At a high level, llformat is:

  • A pipeline of targeted formatters (stages).
  • A DSL engine used by most stages to apply small, deterministic rewrites to Go AST nodes.
  • A final normalization step using gofmt (go/format).

llformat’s core design constraint is locality: it does not attempt to reformat an entire file in a single pretty-print pass. Instead, it rewrites only regions that are:

  • explicitly targeted by the stage’s rule set, and
  • safe to rewrite (parse-safe, directive-safe, and comment-safe within the limitations of Go AST printing).

Repository layout

  • cmd/llformat/main.go: CLI entrypoint.
  • formatter/: pipeline orchestration + stage implementations + formatting helpers.
  • dsl/: DSL engine (rule evaluation and edit application) and reusable DSL rules/conditions/actions.
  • internal/compat/: compatibility wrappers for legacy-style implementations that remain authoritative (currently comment reflow).
  • testdata/*/input.go / testdata/*/output_next.go: golden fixtures used by tests.
  • tools/gen_next_goldens/: helper to generate candidate output_next.go files into a scratch directory.

Pipeline

The pipeline is implemented in formatter/pipeline.go and is constructed by formatter/NewPipeline.

Stages are created by:

  • formatter/DefaultStagesWithOptions (formatter/stage.go)
  • stage builder helpers in formatter/stage_builders.go
  • rule bundle selection in formatter/dsl_bundle.go and formatter/dsl_bundles_next.go

Stage order

The default stage order is:

  1. comments
  2. compact-calls
  3. expressions
  4. multiline-calls
  5. signatures
  6. blank-lines
  7. final gofmt

This ordering is intentional:

  • comments run early so later stages see stable indentation and avoid rewriting spans that contain directives/comments.
  • compact-calls runs before generic multiline call formatting so that log/printf formatting is handled by the specialized call rules, not the generic call packer.
  • expressions runs before multiline calls to normalize standalone long expressions, but must avoid fighting the call-formatting stages.
  • signatures and blank-lines run after call formatting because call stages can introduce multiline constructs that then need signature/blank-line hygiene.

Fixpoint iterations (CLI)

The CLI defaults to a small fixpoint search (--fixpoint-iters, default 3). This matters because:

  • Some rewrites become possible only after earlier rewrites introduce stable indentation or adjust wrapping decisions.
  • Running a small number of full passes is closer to the way users run formatters (“format until stable”) without requiring manual re-runs.
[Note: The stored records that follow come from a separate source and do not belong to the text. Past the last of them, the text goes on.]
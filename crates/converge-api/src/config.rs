use config::{Config as ConfigLoader, ConfigError, Environment, File};
use serde::Deserialize;
use std::path::Path;

#[derive(Debug, Clone, Deserialize)]
pub struct Config {
    pub server: ServerConfig,
    pub cors: CorsConfig,
    #[serde(default)]
    pub llm: LlmConfig,
    pub logging: LoggingConfig,

    // Secrets (from ENV only)
    #[serde(default)]
    pub openrouter_api_key: String,
}

#[derive(Debug, Clone, Deserialize)]
pub struct ServerConfig {
    pub host: String,
    pub port: u16,
}

#[derive(Debug, Clone, Deserialize)]
pub struct CorsConfig {
    pub enabled: bool,
    pub origins: Vec<String>,
}

#[derive(Debug, Clone, Default, Deserialize)]
pub struct LlmConfig {
    /// Override the OpenRouter API base url (e.g. a local stub in tests).
    pub base_url: Option<String>,
}

#[derive(Debug, Clone, Deserialize)]
pub struct LoggingConfig {
    pub level: String,
    pub format: String,
}

impl Config {
    /// Load configuration from TOML files and environment variables
    ///
    /// Hierarchy (weakest to strongest):
    /// 1. config/default.toml
    /// 2. config/{ENV}.toml (if ENV is set)
    /// 3. Environment variables (with SERVER_, LLM_, etc. prefixes)
    pub fn load() -> Result<Self, ConfigError> {
        let env = std::env::var("ENV").unwrap_or_else(|_| "dev".to_string());

        let builder = ConfigLoader::builder()
            .add_source(File::with_name("config/default").required(false))
            .add_source(File::with_name(&format!("config/{}", env)).required(false))
            .add_source(
                Environment::default()
                    .prefix("SERVER")
                    .separator("_")
                    .try_parsing(true),
            )
            .add_source(
                Environment::default()
                    .prefix("LLM")
                    .separator("_")
                    .try_parsing(true),
            )
            .add_source(
                Environment::default()
                    .prefix("LOG")
                    .separator("_")
                    .try_parsing(true),
            );

        let config = builder.build()?;

        let mut cfg: Config = config.try_deserialize()?;

        // Load secrets from ENV (not in TOML)
        cfg.openrouter_api_key = std::env::var("OPENROUTER_API_KEY").map_err(|_| {
            ConfigError::Message("OPENROUTER_API_KEY environment variable is required".to_string())
        })?;

        Ok(cfg)
    }

    /// Load config from a specific path (useful for testing)
    pub fn from_file(path: impl AsRef<Path>) -> Result<Self, ConfigError> {
        let builder = ConfigLoader::builder().add_source(File::from(path.as_ref()));

        let config = builder.build()?;
        config.try_deserialize()
    }
}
The library NewPipeline still supports single-pass operation by setting MaxPipelineIterations=1.

DSL engine

The DSL engine is responsible for:

  • parsing the input source to a Go AST when possible,
  • walking candidate nodes in a deterministic order,
  • evaluating a list of rules (pattern + condition),
  • applying edits to the original source as byte-range patches.

Key properties:

  • Deterministic selection: stable rule ordering plus a stable node walk order.
  • One rewrite per iteration: a stage can run multiple iterations, but each iteration applies at most one transformation. This prevents overlapping edits from becoming hard to reason about.
  • Budgets and cycle detection: stages can set rewrite budgets (max output growth, etc.) and detect cycles for safety.

Important limitation:

  • Go’s AST printer does not preserve comments inside rewritten subexpressions well. As a result, many rewrite rules are conservative and will skip nodes if there are inline comments inside the candidate span.
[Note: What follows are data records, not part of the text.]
//! # Entity Handles
//!
//! Handles are lightweight identifiers consisting of:
//! - A 16-bit slot index into the component arrays
//! - A 16-bit generation counter for safe slot reuse

use std::fmt;

/// Generation-tagged reference to an entity slot.
///
/// The 32-bit value is split into two parts:
/// - Lower 16 bits: Index into component arrays
/// - Upper 16 bits: Generation counter for detecting stale references
///
/// Generation 0 is never issued, so any handle carrying it is invalid.
#[derive(Clone, Copy, Debug, PartialEq, Eq, Hash, PartialOrd, Ord)]
#[repr(transparent)]
pub struct Handle(u32);

impl Handle {
    /// Reserved "no entity" sentinel (generation 0, index 0).
    pub const INVALID: Self = Self(0);

    /// First generation issued for a freshly allocated slot.
    pub const FIRST_GENERATION: u16 = 1;

    /// Creates a handle from index and generation.
    #[inline]
    #[must_use]
    pub const fn new(index: u16, generation: u16) -> Self {
        Self(((generation as u32) << 16) | index as u32)
    }

    /// Reinterprets a raw 32-bit value (e.g. from the wire) as a handle.
    #[inline]
    #[must_use]
    pub const fn from_raw(raw: u32) -> Self {
        Self(raw)
    }

    /// Returns the raw 32-bit value.
    #[inline]
    #[must_use]
    pub const fn raw(self) -> u32 {
        self.0
    }

    /// Returns the slot index portion.
    #[inline]
    #[must_use]
    pub const fn index(self) -> u16 {
        (self.0 & 0xFFFF) as u16
    }

    /// Returns the generation portion.
    #[inline]
    #[must_use]
    pub const fn generation(self) -> u16 {
        (self.0 >> 16) as u16
    }

    /// Returns true if this handle carries the reserved generation 0.
    #[inline]
    #[must_use]
    pub const fn is_invalid(self) -> bool {
        self.generation() == 0
    }
}

impl Default for Handle {
    fn default() -> Self {
        Self::INVALID
    }
}

impl fmt::Display for Handle {
    fn fmt(&self, f: &mut fmt::Formatter<'_>) -> fmt::Result {
        write!(f, "{}v{}", self.index(), self.generation())
    }
}

/// Returns the generation that follows `generation` when a slot is recycled.
///
/// Wraps from `0xFFFF` back to 1, skipping the reserved 0. `0xFFFF` itself
/// is a valid generation, so a slot cycles through 65 535 generations
/// before a handle can alias.
#[inline]
#[must_use]
pub const fn next_generation(generation: u16) -> u16 {
    match generation.wrapping_add(1) {
        0 => Handle::FIRST_GENERATION,
        next => next,
    }
}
Ownership boundaries (preventing stage fighting)

Some stages “own” specific spans of the file (notably call spans and argument lists). Ownership is used to prevent earlier stages from rewriting inside a span that a later stage will reformat.

Mechanism:

  • Stages that can compute owned spans implement an ownership interface and provide an OwnedSpansFunc over the current source snapshot.
  • Earlier stages consult the ownership registry and skip DSL edits that overlap owned spans.

This helps avoid oscillations like:

  1. expression stage breaks inside call args
  2. call stage repacks args
  3. expression stage breaks again, etc.

Stage-by-stage details

1) Comments stage (comments)

Goal:

  • Reflow standalone comment blocks while preserving meaning.
  • Preserve tool directives embedded in comments.
  • Optionally hoist inline trailing comments above statements so they can be wrapped safely (--wrap-inline-comments).

Implementation:

  • The rule selection is DSL-driven, but the reflow algorithm is delegated to the compatibility comment formatter (internal/compat) because it remains the authoritative implementation for directive preservation.

Key safety rules:

  • Do not reflow directive-like comments such as:
    • //go:build, //go:generate, //go:embed, // +build
    • //nolint, //lint:ignore, //staticcheck:ignore, etc.
    • cgo pragmas (/* #cgo ... */, /* #include ... */)

2) Compact calls stage (compact-calls)

Goal:

  • Format log/printf-style calls (including custom loggers where only the method suffix is meaningful, e.g. rpcsLog.Infof).
  • Pack arguments greedily within the column limit.
  • Split long format strings safely with a configurable minimum “tail” length to avoid ugly 1–2 character remnants.
    • Selection can be restricted to an allowlist of selector receiver prefixes via --logcalls-selector-prefixes (useful when a repo has many Infof-like methods that should not be rewritten).
    • The set of recognized *f selector names can be overridden via --logcalls-selector-names.

Implementation:

  • DSL rules match log/printf/error constructors and call into call-formatting helpers in formatter/compact_call_formatter.go.

Key behaviors:

  • Prefer staying single-line if it fits.
  • If multiline is needed:
    • FuncName( on the first line
    • args packed across subsequent lines
    • ) aligned to call indentation
  • When splitting string literals:
    • maintain semantics (string concatenation of constants)
    • keep + placement gofmt-friendly
    • avoid leaving tiny tails via --logcalls-min-tail-len

3) Expressions stage (expressions)

Goal:

  • Apply targeted long-expression splitting for readability while preserving semantics and minimizing collateral formatting.

Typical targets:

  • long logical chains (&&/||)
  • long arithmetic chains
  • long selector chains (often using “leading dot” layout)
  • long case A, B, C: lists
  • safe string literal splitting in certain contexts

Safety constraints:

  • By default, expression rules avoid editing inside call arguments unless explicitly allowed, to avoid interference with call stages.
  • Rules typically skip spans containing inline comments.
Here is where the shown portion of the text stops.